242. Gioacchino Rossini - Il Viaggio a Reims


















Recording

Title: Il Viaggio a Reims
Performers: Sylvia McNair, Samuel Ramey
Director: Claudio Abbado
Year: 1992
Length: 2 hours 10 minutes

Review

Yet another Rossini Italian opera, and his last Italian opera as from here on out he would be composing in French. Hopefully with a change in language he will stop recycling so much, but somehow I don't believe it.

The more Rossini you listen to the more you realise that there is endless repetition and recycling in his music. What is particularly sad is that when something new comes along it is actually pretty great! Just that he puts a couple of new songs in each new opera and recycles the rest.

This opera is particularly haphazard when it comes to plot, consisting of people of different nationalities at an Inn on their way to the coronation of Charles X of France. It serves as a display of European unity and harmony, etc. In the end there are so many characters that no real plot develops, only 6 or 7 micro plots. The music is quite good, when not recycled, and there is a 14 voice piece which is quite striking, and the final thing where each nationality sings their own song is quite amusing, is somewhat cheap as Rossini is now recycling from other composers. This is frankly non-essential Rossini.

Final Grade

7/10

Trivia

From Wikipedia:

Rossini's last opera in the Italian language (all of his later works were in French), premiered under the title Le voyage à Reims, ou l'Hôtel du Lys-d'Or.
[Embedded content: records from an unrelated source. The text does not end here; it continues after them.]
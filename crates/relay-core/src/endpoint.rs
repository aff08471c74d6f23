// SPDX-License-Identifier: MIT OR Apache-2.0
//! Persisted subject registrations.

use chrono::{DateTime, Utc};
use schemars::JsonSchema;
use serde::{Deserialize, Serialize};

/// A registration binding a subject to a logical receiver.
///
/// Endpoints survive restarts; the registered subject is the unique key.
#[derive(Debug, Clone, PartialEq, Eq, Serialize, Deserialize, JsonSchema)]
pub struct Endpoint {
    /// Registered subject (may contain wildcards for pattern subscribers).
    pub subject: String,

    /// Stable 64-bit hash of the subject, used for budget visited-set
    /// membership without leaking subject tokens.
    pub subject_hash: u64,

    /// Instant the endpoint was first registered.
    pub registered_at: DateTime<Utc>,

    /// Optional human-readable description.
    #[serde(default, skip_serializing_if = "Option::is_none")]
    pub description: Option<String>,

    /// Instant of the most recent delivery to this endpoint.
    #[serde(default, skip_serializing_if = "Option::is_none")]
    pub last_activity: Option<DateTime<Utc>>,

    /// Number of envelopes delivered to this endpoint.
    pub message_count: u64,
}

impl Endpoint {
    /// Create a fresh registration for `subject`.
    pub fn new(subject: impl Into<String>, now: DateTime<Utc>) -> Self {
        let subject = subject.into();
        let subject_hash = relay_subject::subject_hash(&subject);
        Self {
            subject,
            subject_hash,
            registered_at: now,
            description: None,
            last_activity: None,
            message_count: 0,
        }
    }
}

#[cfg(test)]
mod tests {
    use super::*;

    #[test]
    fn new_endpoint_hashes_subject() {
        let ep = Endpoint::new("relay.agent.a", Utc::now());
        assert_eq!(ep.subject_hash, relay_subject::subject_hash("relay.agent.a"));
        assert_eq!(ep.message_count, 0);
        assert!(ep.last_activity.is_none());
    }

    #[test]
    fn endpoint_serde_roundtrip() {
        let ep = Endpoint::new("relay.agent.>", Utc::now());
        let json = serde_json::to_string(&ep).unwrap();
        let back: Endpoint = serde_json::from_str(&json).unwrap();
        assert_eq!(back, ep);
    }
}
Commissioned to celebrate the coronation of French King Charles X in Rheims in 1825, the work has been critically acclaimed as one of Rossini's finest compositions. It is a demanding work, requiring 14 soloists (three sopranos, one contralto, two tenors, four baritones, and four basses). At its premiere, it was sung by the greatest voices of the day.

Since the opera was written for a specific occasion, with a plot about European aristocrats, officers - and one poetess - en route to join in the French coronation festivities that the opera itself was composed for, Rossini never intended for the opera to have a life beyond a few performances in Paris. The composer later re-used about half of the music in Le comte Ory.